Work task: This exercise asks for the whole listing to be restated exactly.
Data extracts: Begin
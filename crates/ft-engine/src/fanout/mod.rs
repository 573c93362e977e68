//! Multi-host command fan-out

mod executor;

pub use executor::FanoutExecutor;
Data extracts: End
Written response:
filename crates/ft-engine/src/fanout/mod.rs
repository 573c93362e977e68
//! Multi-host command fan-out

mod executor;

pub use executor::FanoutExecutor;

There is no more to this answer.